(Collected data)
····················

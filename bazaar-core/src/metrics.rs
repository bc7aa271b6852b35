//! Metrics collection for observability
//!
//! Prometheus metrics for monitoring the market ledger.
//!
//! # Metrics
//!
//! - `market_operations_total` - Successful mutating operations
//! - `market_rejections_total` - Operations rejected with a typed failure
//! - `market_orders_placed_total` - Orders placed (funds escrowed)
//! - `market_orders_shipped_total` - Orders shipped (escrow released)
//! - `market_withdrawals_total` - Withdrawals released externally
//! - `market_escrowed_funds` - Funds currently held in escrow
//! - `market_balance_funds` - Sum of all withdrawable balances

use prometheus::{IntCounter, IntGauge, Registry};
use std::sync::Arc;

/// Metrics collector
#[derive(Clone)]
pub struct Metrics {
    /// Successful mutating operations
    pub operations_total: IntCounter,

    /// Rejected operations
    pub rejections_total: IntCounter,

    /// Orders placed
    pub orders_placed_total: IntCounter,

    /// Orders shipped
    pub orders_shipped_total: IntCounter,

    /// Withdrawals released
    pub withdrawals_total: IntCounter,

    /// Funds currently escrowed
    pub escrowed_funds: IntGauge,

    /// Sum of withdrawable balances
    pub balance_funds: IntGauge,

    /// Prometheus registry
    pub registry: Arc<Registry>,
}

impl Metrics {
    /// Create new metrics collector with its own registry
    pub fn new() -> prometheus::Result<Self> {
        let registry = Arc::new(Registry::new());

        let operations_total = IntCounter::new(
            "market_operations_total",
            "Successful mutating operations",
        )?;
        registry.register(Box::new(operations_total.clone()))?;

        let rejections_total = IntCounter::new(
            "market_rejections_total",
            "Operations rejected with a typed failure",
        )?;
        registry.register(Box::new(rejections_total.clone()))?;

        let orders_placed_total = IntCounter::new(
            "market_orders_placed_total",
            "Orders placed (funds escrowed)",
        )?;
        registry.register(Box::new(orders_placed_total.clone()))?;

        let orders_shipped_total = IntCounter::new(
            "market_orders_shipped_total",
            "Orders shipped (escrow released)",
        )?;
        registry.register(Box::new(orders_shipped_total.clone()))?;

        let withdrawals_total = IntCounter::new(
            "market_withdrawals_total",
            "Withdrawals released externally",
        )?;
        registry.register(Box::new(withdrawals_total.clone()))?;

        let escrowed_funds = IntGauge::new(
            "market_escrowed_funds",
            "Funds currently held in escrow",
        )?;
        registry.register(Box::new(escrowed_funds.clone()))?;

        let balance_funds = IntGauge::new(
            "market_balance_funds",
            "Sum of all withdrawable balances",
        )?;
        registry.register(Box::new(balance_funds.clone()))?;

        Ok(Self {
            operations_total,
            rejections_total,
            orders_placed_total,
            orders_shipped_total,
            withdrawals_total,
            escrowed_funds,
            balance_funds,
            registry,
        })
    }

    /// Record a successful mutating operation
    pub fn record_operation(&self) {
        self.operations_total.inc();
    }

    /// Record a rejected operation
    pub fn record_rejection(&self) {
        self.rejections_total.inc();
    }

    /// Record an order placement
    pub fn record_order_placed(&self) {
        self.orders_placed_total.inc();
    }

    /// Record an order shipment
    pub fn record_order_shipped(&self) {
        self.orders_shipped_total.inc();
    }

    /// Record a withdrawal
    pub fn record_withdrawal(&self) {
        self.withdrawals_total.inc();
    }

    /// Update the escrow and balance gauges
    pub fn set_funds(&self, escrowed: u64, balances: u64) {
        self.escrowed_funds.set(escrowed as i64);
        self.balance_funds.set(balances as i64);
    }

    /// Get metrics registry
    pub fn registry(&self) -> &Registry {
        &self.registry
    }
}

impl std::fmt::Debug for Metrics {
    fn fmt(&self, f: &mut std::fmt::Formatter<'_>) -> std::fmt::Result {
        f.debug_struct("Metrics").finish_non_exhaustive()
    }
}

····················

> [WHAT YOU NEED TO DO]: In the entries above, find the line with "let registry = Arc::new(Registry::new());" and the line with "registry.register(Box::new(balance_funds.clone()))?;", then set down exactly those two and every line between them, nothing else.

> [TASK RESPONSE]:
        let registry = Arc::new(Registry::new());

        let operations_total = IntCounter::new(
            "market_operations_total",
            "Successful mutating operations",
        )?;
        registry.register(Box::new(operations_total.clone()))?;

        let rejections_total = IntCounter::new(
            "market_rejections_total",
            "Operations rejected with a typed failure",
        )?;
        registry.register(Box::new(rejections_total.clone()))?;

        let orders_placed_total = IntCounter::new(
            "market_orders_placed_total",
            "Orders placed (funds escrowed)",
        )?;
        registry.register(Box::new(orders_placed_total.clone()))?;

        let orders_shipped_total = IntCounter::new(
            "market_orders_shipped_total",
            "Orders shipped (escrow released)",
        )?;
        registry.register(Box::new(orders_shipped_total.clone()))?;

        let withdrawals_total = IntCounter::new(
            "market_withdrawals_total",
            "Withdrawals released externally",
        )?;
        registry.register(Box::new(withdrawals_total.clone()))?;

        let escrowed_funds = IntGauge::new(
            "market_escrowed_funds",
            "Funds currently held in escrow",
        )?;
        registry.register(Box::new(escrowed_funds.clone()))?;

        let balance_funds = IntGauge::new(
            "market_balance_funds",
            "Sum of all withdrawable balances",
        )?;
        registry.register(Box::new(balance_funds.clone()))?;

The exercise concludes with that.